> **EXERCISE PROMPT**
Gather up every line from the entries below that uses the word "ChunkedDecoder".

Stored data

⁂

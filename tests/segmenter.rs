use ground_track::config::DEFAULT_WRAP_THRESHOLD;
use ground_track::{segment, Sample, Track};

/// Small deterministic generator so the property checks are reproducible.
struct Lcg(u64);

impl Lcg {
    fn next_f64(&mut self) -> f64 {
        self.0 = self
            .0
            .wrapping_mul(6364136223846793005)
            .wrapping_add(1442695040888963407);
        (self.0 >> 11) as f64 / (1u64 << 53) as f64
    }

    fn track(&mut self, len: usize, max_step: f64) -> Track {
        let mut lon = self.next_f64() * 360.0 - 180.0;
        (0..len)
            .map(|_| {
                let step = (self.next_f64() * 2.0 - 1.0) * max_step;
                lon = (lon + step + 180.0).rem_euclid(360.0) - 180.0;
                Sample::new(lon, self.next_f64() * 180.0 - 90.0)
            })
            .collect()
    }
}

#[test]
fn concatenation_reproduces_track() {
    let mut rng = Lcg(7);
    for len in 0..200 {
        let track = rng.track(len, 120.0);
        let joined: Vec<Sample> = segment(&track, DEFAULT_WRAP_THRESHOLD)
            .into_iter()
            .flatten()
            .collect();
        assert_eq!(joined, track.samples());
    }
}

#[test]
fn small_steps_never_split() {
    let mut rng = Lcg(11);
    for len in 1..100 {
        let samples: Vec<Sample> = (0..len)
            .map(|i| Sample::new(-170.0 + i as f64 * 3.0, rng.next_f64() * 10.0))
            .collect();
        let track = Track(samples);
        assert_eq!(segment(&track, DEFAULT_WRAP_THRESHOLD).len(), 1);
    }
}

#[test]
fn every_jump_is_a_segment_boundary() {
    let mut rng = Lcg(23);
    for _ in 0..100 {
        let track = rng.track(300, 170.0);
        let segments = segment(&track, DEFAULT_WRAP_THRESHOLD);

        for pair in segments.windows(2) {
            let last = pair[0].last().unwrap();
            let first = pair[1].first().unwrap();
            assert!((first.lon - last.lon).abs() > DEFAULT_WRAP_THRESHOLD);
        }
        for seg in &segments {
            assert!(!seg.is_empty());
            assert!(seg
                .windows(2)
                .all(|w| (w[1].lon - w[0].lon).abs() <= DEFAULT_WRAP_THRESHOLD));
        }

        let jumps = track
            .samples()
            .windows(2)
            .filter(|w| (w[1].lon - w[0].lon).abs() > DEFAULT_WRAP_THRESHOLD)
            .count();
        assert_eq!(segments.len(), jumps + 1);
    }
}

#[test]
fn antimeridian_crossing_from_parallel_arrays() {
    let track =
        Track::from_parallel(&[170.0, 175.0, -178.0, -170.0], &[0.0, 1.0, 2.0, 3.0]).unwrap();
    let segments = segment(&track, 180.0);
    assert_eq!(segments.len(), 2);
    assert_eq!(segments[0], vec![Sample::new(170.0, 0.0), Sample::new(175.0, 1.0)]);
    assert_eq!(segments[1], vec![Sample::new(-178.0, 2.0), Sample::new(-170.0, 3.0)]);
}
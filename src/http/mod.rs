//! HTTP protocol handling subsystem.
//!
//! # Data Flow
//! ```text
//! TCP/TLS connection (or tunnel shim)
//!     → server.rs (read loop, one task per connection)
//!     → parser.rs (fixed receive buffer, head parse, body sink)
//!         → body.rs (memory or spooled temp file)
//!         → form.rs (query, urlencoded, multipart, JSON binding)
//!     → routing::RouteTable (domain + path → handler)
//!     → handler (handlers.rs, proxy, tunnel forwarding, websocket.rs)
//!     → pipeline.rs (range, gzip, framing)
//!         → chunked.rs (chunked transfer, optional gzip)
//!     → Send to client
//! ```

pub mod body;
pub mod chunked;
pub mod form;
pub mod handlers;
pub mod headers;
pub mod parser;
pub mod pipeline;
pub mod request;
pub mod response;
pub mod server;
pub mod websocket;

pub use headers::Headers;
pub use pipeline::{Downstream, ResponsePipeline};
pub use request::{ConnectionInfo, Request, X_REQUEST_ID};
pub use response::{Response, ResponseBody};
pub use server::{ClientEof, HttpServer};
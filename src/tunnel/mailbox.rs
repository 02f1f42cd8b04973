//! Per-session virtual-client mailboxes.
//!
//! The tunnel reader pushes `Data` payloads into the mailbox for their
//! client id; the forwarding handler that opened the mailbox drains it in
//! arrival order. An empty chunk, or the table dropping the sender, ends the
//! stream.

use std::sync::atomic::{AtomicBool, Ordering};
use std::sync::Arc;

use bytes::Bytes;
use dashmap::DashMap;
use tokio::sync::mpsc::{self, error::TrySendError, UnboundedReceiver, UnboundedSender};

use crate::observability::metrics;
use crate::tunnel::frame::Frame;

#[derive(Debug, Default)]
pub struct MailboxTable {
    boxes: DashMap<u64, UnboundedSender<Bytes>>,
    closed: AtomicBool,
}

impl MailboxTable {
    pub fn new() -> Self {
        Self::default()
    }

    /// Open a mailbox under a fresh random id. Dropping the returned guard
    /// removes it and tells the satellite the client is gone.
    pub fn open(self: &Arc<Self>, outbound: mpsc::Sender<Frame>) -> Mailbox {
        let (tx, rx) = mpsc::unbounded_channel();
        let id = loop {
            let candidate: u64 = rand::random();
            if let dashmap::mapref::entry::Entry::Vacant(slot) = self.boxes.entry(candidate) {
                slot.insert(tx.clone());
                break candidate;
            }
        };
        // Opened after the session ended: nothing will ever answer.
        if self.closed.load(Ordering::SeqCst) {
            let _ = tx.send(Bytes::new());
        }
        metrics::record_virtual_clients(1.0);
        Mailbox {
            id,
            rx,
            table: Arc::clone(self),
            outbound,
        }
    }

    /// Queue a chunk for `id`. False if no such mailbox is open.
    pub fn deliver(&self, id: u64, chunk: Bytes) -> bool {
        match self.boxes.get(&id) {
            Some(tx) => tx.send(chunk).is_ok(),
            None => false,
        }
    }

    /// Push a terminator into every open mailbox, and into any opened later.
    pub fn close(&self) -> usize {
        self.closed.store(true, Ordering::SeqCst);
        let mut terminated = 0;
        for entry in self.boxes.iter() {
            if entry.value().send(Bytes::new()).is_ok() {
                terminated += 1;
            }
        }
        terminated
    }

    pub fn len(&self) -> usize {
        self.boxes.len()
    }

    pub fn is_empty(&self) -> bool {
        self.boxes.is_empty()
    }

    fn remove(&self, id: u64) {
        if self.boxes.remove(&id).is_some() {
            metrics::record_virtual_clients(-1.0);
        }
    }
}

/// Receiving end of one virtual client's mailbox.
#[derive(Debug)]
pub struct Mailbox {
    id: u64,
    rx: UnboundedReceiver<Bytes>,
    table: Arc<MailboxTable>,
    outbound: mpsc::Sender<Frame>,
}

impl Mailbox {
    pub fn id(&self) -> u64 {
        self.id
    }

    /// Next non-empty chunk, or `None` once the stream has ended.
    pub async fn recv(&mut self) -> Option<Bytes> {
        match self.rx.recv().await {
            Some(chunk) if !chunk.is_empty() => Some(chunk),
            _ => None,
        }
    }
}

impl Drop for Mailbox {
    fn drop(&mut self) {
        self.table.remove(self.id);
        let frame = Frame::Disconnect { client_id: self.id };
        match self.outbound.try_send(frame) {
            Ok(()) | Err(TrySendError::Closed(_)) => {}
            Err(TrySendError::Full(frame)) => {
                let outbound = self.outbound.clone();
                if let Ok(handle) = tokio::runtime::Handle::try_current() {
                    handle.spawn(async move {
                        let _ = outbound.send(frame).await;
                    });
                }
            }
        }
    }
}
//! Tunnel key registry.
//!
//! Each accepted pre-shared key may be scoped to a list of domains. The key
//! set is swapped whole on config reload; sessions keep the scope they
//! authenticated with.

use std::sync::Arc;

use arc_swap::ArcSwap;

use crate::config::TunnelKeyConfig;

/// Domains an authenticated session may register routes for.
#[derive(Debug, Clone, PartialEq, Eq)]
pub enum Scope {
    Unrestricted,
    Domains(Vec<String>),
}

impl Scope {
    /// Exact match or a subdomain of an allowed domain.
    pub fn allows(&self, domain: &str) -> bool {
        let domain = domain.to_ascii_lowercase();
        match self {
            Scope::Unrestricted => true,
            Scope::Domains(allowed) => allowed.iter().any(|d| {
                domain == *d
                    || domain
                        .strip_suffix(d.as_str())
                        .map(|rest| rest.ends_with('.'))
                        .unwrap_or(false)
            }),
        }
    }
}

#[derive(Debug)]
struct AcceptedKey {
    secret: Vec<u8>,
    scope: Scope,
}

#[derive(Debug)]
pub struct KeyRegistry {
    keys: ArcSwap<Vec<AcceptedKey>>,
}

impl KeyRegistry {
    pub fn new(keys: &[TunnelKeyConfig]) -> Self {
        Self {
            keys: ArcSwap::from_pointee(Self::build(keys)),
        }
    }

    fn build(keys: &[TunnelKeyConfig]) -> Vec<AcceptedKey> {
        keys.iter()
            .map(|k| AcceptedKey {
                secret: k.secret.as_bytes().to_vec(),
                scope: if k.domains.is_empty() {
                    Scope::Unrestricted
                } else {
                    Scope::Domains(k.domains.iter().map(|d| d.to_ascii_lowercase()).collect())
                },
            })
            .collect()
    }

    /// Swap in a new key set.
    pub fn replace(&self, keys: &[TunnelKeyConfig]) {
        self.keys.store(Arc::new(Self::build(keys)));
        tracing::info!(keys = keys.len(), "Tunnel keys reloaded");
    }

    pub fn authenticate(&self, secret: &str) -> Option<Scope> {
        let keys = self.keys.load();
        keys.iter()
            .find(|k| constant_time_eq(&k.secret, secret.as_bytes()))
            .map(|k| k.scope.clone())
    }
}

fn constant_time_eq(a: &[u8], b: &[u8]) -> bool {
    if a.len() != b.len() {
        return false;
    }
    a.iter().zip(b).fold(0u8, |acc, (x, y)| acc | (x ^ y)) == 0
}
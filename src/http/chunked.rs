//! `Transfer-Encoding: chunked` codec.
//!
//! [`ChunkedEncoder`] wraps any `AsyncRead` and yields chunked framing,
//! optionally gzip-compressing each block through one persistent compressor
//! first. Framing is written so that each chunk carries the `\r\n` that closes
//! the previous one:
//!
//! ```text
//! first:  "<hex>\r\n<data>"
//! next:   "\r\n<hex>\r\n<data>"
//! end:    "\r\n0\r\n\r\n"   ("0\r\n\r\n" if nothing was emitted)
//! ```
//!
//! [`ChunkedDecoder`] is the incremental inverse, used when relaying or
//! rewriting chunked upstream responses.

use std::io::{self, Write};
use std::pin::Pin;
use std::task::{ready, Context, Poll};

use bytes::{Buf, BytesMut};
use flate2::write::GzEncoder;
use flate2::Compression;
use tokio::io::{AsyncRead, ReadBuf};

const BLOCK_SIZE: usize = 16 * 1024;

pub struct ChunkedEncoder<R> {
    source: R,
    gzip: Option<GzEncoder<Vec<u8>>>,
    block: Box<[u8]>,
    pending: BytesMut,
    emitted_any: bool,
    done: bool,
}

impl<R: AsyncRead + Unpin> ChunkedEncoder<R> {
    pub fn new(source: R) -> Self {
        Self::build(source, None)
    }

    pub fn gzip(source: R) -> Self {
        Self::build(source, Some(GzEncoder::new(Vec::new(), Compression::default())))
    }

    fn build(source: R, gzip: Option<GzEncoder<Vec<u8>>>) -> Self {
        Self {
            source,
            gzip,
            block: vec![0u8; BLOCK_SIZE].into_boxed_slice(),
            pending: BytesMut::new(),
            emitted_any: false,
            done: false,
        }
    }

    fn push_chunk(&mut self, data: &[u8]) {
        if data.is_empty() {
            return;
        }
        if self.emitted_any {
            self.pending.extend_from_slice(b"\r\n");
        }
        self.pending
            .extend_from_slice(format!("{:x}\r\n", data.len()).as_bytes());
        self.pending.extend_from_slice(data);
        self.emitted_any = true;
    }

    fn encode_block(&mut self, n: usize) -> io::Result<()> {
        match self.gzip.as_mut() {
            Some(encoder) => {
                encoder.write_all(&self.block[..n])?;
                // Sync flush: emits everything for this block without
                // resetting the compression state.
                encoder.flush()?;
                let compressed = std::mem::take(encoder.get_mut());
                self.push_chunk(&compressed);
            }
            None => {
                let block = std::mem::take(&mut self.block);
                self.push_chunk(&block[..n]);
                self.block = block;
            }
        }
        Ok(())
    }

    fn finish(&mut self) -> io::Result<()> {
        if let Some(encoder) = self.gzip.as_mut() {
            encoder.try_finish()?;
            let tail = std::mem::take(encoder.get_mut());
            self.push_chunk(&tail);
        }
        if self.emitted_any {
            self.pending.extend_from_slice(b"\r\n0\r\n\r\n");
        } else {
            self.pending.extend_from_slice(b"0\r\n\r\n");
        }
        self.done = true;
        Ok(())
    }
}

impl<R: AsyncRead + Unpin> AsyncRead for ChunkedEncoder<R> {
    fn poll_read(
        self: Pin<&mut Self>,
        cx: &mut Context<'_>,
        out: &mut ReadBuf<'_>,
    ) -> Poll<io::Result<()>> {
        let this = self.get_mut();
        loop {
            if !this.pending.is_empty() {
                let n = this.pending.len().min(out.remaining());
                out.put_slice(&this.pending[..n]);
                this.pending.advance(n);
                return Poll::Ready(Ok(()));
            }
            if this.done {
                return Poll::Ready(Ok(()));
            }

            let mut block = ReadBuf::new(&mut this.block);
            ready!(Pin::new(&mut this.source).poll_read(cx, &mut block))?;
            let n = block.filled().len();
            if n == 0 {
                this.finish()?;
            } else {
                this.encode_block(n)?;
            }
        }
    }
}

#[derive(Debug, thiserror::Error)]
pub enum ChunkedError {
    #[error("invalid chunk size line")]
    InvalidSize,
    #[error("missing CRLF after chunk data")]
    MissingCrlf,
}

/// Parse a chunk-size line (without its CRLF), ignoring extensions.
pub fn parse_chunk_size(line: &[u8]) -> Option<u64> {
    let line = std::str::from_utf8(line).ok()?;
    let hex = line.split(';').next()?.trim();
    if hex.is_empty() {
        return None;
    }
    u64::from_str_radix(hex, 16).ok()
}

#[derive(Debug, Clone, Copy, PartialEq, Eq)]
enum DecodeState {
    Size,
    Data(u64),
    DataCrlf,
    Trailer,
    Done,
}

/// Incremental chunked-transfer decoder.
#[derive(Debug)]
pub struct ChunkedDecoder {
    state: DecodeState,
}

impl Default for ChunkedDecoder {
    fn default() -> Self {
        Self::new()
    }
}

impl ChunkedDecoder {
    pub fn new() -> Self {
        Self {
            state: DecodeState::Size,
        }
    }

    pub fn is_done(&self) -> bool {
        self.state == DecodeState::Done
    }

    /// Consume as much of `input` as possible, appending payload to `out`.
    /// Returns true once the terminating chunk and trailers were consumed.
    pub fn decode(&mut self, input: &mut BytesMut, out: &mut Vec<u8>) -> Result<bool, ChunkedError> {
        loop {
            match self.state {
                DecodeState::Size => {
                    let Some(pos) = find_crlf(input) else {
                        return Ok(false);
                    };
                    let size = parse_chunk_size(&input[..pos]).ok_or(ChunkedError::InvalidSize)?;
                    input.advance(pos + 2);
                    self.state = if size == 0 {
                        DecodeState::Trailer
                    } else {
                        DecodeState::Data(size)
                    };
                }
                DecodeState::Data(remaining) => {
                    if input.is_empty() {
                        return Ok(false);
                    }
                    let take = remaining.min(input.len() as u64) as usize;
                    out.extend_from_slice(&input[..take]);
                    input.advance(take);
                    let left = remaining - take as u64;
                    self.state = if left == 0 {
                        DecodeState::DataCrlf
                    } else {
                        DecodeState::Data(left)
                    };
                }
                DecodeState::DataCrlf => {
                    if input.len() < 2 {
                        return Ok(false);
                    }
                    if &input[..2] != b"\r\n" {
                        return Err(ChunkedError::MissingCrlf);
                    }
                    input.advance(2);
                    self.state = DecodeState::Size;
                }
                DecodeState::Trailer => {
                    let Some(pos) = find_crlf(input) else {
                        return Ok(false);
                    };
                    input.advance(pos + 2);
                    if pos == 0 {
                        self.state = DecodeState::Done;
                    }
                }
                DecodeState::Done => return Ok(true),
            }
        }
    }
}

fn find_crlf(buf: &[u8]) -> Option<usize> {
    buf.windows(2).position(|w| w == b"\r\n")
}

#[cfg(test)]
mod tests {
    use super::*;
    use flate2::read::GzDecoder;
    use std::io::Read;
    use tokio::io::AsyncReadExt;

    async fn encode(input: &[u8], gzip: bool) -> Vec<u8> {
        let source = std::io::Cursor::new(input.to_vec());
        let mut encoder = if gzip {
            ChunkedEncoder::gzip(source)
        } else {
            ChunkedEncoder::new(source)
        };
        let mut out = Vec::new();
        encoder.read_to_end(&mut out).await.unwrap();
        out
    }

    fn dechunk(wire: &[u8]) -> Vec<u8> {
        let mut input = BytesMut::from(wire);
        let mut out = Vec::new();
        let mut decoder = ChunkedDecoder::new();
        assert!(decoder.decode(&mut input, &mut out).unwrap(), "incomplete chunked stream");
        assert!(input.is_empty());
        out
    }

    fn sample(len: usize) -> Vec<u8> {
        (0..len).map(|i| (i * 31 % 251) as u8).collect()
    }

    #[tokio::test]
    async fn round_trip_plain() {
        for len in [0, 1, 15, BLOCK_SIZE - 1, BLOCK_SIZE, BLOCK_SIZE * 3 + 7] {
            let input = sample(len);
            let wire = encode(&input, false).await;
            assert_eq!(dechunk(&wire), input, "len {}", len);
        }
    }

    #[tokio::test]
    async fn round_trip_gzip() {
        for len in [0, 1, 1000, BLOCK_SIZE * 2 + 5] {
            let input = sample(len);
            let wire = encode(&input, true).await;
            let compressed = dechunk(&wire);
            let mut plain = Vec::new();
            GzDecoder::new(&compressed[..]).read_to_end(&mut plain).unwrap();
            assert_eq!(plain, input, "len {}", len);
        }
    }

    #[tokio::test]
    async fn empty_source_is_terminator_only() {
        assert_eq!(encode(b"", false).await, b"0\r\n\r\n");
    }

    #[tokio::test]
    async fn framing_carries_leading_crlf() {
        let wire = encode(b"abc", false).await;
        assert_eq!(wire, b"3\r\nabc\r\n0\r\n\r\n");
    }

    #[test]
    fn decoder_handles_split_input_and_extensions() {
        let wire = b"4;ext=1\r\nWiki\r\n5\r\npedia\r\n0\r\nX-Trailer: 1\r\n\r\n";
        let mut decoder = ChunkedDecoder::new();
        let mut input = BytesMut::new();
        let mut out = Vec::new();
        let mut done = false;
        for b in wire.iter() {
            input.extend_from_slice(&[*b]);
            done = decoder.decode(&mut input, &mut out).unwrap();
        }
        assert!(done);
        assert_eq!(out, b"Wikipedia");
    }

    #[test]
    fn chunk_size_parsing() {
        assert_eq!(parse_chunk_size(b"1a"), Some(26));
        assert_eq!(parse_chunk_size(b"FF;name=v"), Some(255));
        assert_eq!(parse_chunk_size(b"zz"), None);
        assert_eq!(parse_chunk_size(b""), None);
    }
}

⁂

> **SOLUTION TO THIS PROBLEM**
//! [`ChunkedDecoder`] is the incremental inverse, used when relaying or
pub struct ChunkedDecoder {
impl Default for ChunkedDecoder {
impl ChunkedDecoder {
        let mut decoder = ChunkedDecoder::new();
        let mut decoder = ChunkedDecoder::new();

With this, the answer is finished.